Existe uma sequência que se repete depois dos desastres chamados de naturais. Primeiro, a solidariedade da população no socorro imediato às vítimas. Depois, a emocionante distribuição de donativos de toda ordem. A seguir, vem o anúncio da liberação do FGTS, dinheiro que já é das pessoas. Quando o sol aparece, ouve-se o barulho dos helicópteros sobrevoando o estrago. Não sei por que, toda vez que vejo um helicóptero observando do alto o cenário de destruição, lembro dos abutres, há décadas. Mesmo sabendo que promovem a limpeza da área, não simpatizo com eles. Piores são os que não participam da limpeza e só gastam gasolina.

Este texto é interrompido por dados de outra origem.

//! chunkcast-services — transports, the chunk publisher, the reassembler,
//! and the topic services the daemon hosts.

pub mod device;
pub mod memory;
pub mod mqtt;
pub mod publisher;
pub mod reassembly;
pub mod service;
pub mod session_manager;
pub mod store;
pub mod transport;

pub use device::{ColorService, HexColor, LampCommand, LampService};
pub use memory::{Fault, MemoryBroker, MemoryTransport, PublishRecord};
pub use mqtt::MqttTransport;
pub use publisher::{publish_whole, ChunkPublisher, PublishOptions, PublishReport};
pub use reassembly::{
    AbandonReason, AbandonedTransfer, CompletedTransfer, Progress, Reassembler,
    ReassemblySettings, SessionState, SessionSummary,
};
pub use service::TopicService;
pub use session_manager::{SessionHandle, SessionManager, TransferEvent, TransferService};
pub use store::PayloadStore;
pub use transport::{InboundMessage, OutboundMessage, Transport, TransportError};
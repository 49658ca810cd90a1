//! chunkcast-core — wire format, chunk encoding, errors, and configuration.
//! All other chunkcast crates depend on this one.

pub mod chunking;
pub mod config;
pub mod digest;
pub mod error;
pub mod wire;

pub use chunking::{encode, Chunk, ChunkDescriptor, EncodedPayload};
pub use error::{Stage, TransferError, Violation};
pub use wire::{QoS, Topics, TransferKey, TransferTopic};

No decorrer dos dias vem os decretos de emergência, calamidade pública e muitas promessas: habitação, cuidado com as encostas, limpeza de canais, barragens, coleta de lixo e anúncio da liberação de milhões. Na semana seguinte divulga-se a advertência de que deveria ter sido evitado o contato com água contaminada e chega o surto de Leptospirose com mais mortes. Todo ano, quando aumentam os casos de leptospirose, penso nos ratos, grandes e pequenos. Não simpatizo com eles, principalmente com os que se aproveitam da dispensa de licitação para roer as verbas destinadas à proteção dos morros e construção de barragens.

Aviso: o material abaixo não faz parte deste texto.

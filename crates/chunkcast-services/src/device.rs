//! Device simulators — a lamp that acknowledges commands and a color sink.
//!
//! Both keep their state in an explicit object behind a mutex. The dispatcher
//! may call them from any task.

use std::sync::{Mutex, MutexGuard};

use anyhow::Result;
use bytes::Bytes;

use chunkcast_core::config::TopicsConfig;
use chunkcast_core::QoS;

use crate::service::TopicService;
use crate::transport::{InboundMessage, OutboundMessage};

fn lock<T>(m: &Mutex<T>) -> MutexGuard<'_, T> {
    m.lock().unwrap_or_else(|poisoned| poisoned.into_inner())
}

// ── Lamp ──────────────────────────────────────────────────────────────────────

#[derive(Debug, Clone, Copy, PartialEq, Eq)]
pub enum LampCommand {
    On,
    Off,
}

impl LampCommand {
    /// Parse a command payload. Case and surrounding whitespace are ignored.
    pub fn parse(payload: &[u8]) -> Option<Self> {
        let text = String::from_utf8_lossy(payload).trim().to_ascii_uppercase();
        match text.as_str() {
            "ON" | "1" | "TRUE" => Some(LampCommand::On),
            "OFF" | "0" | "FALSE" => Some(LampCommand::Off),
            _ => None,
        }
    }

    pub fn as_str(self) -> &'static str {
        match self {
            LampCommand::On => "ON",
            LampCommand::Off => "OFF",
        }
    }
}

pub struct LampService {
    command_topic: String,
    ack_topic: String,
    on: Mutex<bool>,
}

impl LampService {
    pub fn new(command_topic: impl Into<String>, ack_topic: impl Into<String>) -> Self {
        Self {
            command_topic: command_topic.into(),
            ack_topic: ack_topic.into(),
            on: Mutex::new(false),
        }
    }

    pub fn from_config(topics: &TopicsConfig) -> Self {
        Self::new(topics.lamp_command.clone(), topics.lamp_ack.clone())
    }

    pub fn is_on(&self) -> bool {
        *lock(&self.on)
    }

    pub fn apply(&self, command: LampCommand) {
        *lock(&self.on) = command == LampCommand::On;
    }
}

impl TopicService for LampService {
    fn name(&self) -> &'static str {
        "lamp"
    }

    fn subscriptions(&self) -> Vec<String> {
        vec![self.command_topic.clone()]
    }

    fn handle_message(&self, msg: &InboundMessage) -> Result<Vec<OutboundMessage>> {
        let Some(command) = LampCommand::parse(&msg.payload) else {
            tracing::warn!(
                topic = %msg.topic,
                payload = %String::from_utf8_lossy(&msg.payload),
                "unknown lamp command ignored"
            );
            return Ok(Vec::new());
        };

        self.apply(command);
        tracing::info!(state = command.as_str(), "lamp switched");

        Ok(vec![OutboundMessage {
            topic: self.ack_topic.clone(),
            payload: Bytes::from_static(command.as_str().as_bytes()),
            qos: QoS::AtMostOnce,
        }])
    }
}

// ── Color ─────────────────────────────────────────────────────────────────────

#[derive(Debug, Clone, Copy, PartialEq, Eq)]
pub struct HexColor {
    pub r: u8,
    pub g: u8,
    pub b: u8,
}

impl HexColor {
    /// Accepts exactly six uppercase hex digits, e.g. `FF8800`.
    pub fn parse(payload: &[u8]) -> Option<Self> {
        if payload.len() != 6
            || !payload
                .iter()
                .all(|b| b.is_ascii_digit() || (b'A'..=b'F').contains(b))
        {
            return None;
        }
        let bytes = hex::decode(payload).ok()?;
        Some(Self {
            r: bytes[0],
            g: bytes[1],
            b: bytes[2],
        })
    }
}

impl std::fmt::Display for HexColor {
    fn fmt(&self, f: &mut std::fmt::Formatter<'_>) -> std::fmt::Result {
        write!(f, "{:02X}{:02X}{:02X}", self.r, self.g, self.b)
    }
}

pub struct ColorService {
    topic: String,
    last: Mutex<Option<HexColor>>,
}

impl ColorService {
    pub fn new(topic: impl Into<String>) -> Self {
        Self {
            topic: topic.into(),
            last: Mutex::new(None),
        }
    }

    pub fn from_config(topics: &TopicsConfig) -> Self {
        Self::new(topics.color.clone())
    }

    pub fn last_color(&self) -> Option<HexColor> {
        *lock(&self.last)
    }
}

impl TopicService for ColorService {
    fn name(&self) -> &'static str {
        "color"
    }

    fn subscriptions(&self) -> Vec<String> {
        vec![self.topic.clone()]
    }

    fn handle_message(&self, msg: &InboundMessage) -> Result<Vec<OutboundMessage>> {
        match HexColor::parse(&msg.payload) {
            Some(color) => {
                *lock(&self.last) = Some(color);
                tracing::info!(%color, r = color.r, g = color.g, b = color.b, "color received");
            }
            None => tracing::warn!(
                payload = %String::from_utf8_lossy(&msg.payload),
                "invalid color ignored, expected RRGGBB"
            ),
        }
        Ok(Vec::new())
    }
}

Com as cenas de destruição e mortes, chegam as cobranças e a revolta, temperadas com o fato de que todo mundo sabe que chuva no Recife é e sempre será um problema.
Poderia ser menor.
No dia seguinte ao dilúvio, impressionava o cenário de lixo ornamentando o manguezal nas margens do Capibaribe. Deveria ser proibido gastar dinheiro público com propaganda que não fosse direcionada à educação sobre o tratamento do lixo que entope bueiros e canais.
Depois vem o São João, as eleições e pronto.
Na campanha eleitoral surgem projetos computadorizados mostrando a água bem-comportada nos canais arborizados, prometendo convívio pacífico com a natureza. Eleitos, escolhem afilhados que passam o primeiro ano tentando tomar pé no assunto, abandonam os projetos em andamento para dar o seu toque pessoal. Ficam contra a correnteza, descobrem que não sabem nadar e naufragam. Resta-lhes comparar os milímetros da chuva com as maiores do ano, da década ou do século.
Aí o governo acaba.
Claro que não é possível evitar uma tempestade, mas também é claro que o que tem sido feito para evitar suas consequências é insuficiente. É um problema complexo, trabalho para uma geração e não para um governo. Talvez possa ter rumo se houvesse um projeto amplamente discutido pela sociedade, técnicos e políticos, aprovado para execução ao longo de décadas, cabendo aos gestores a obrigação de gerenciá-lo, sem improvisos.
Enquanto isso, ficamos entregues aos ratos e abutres.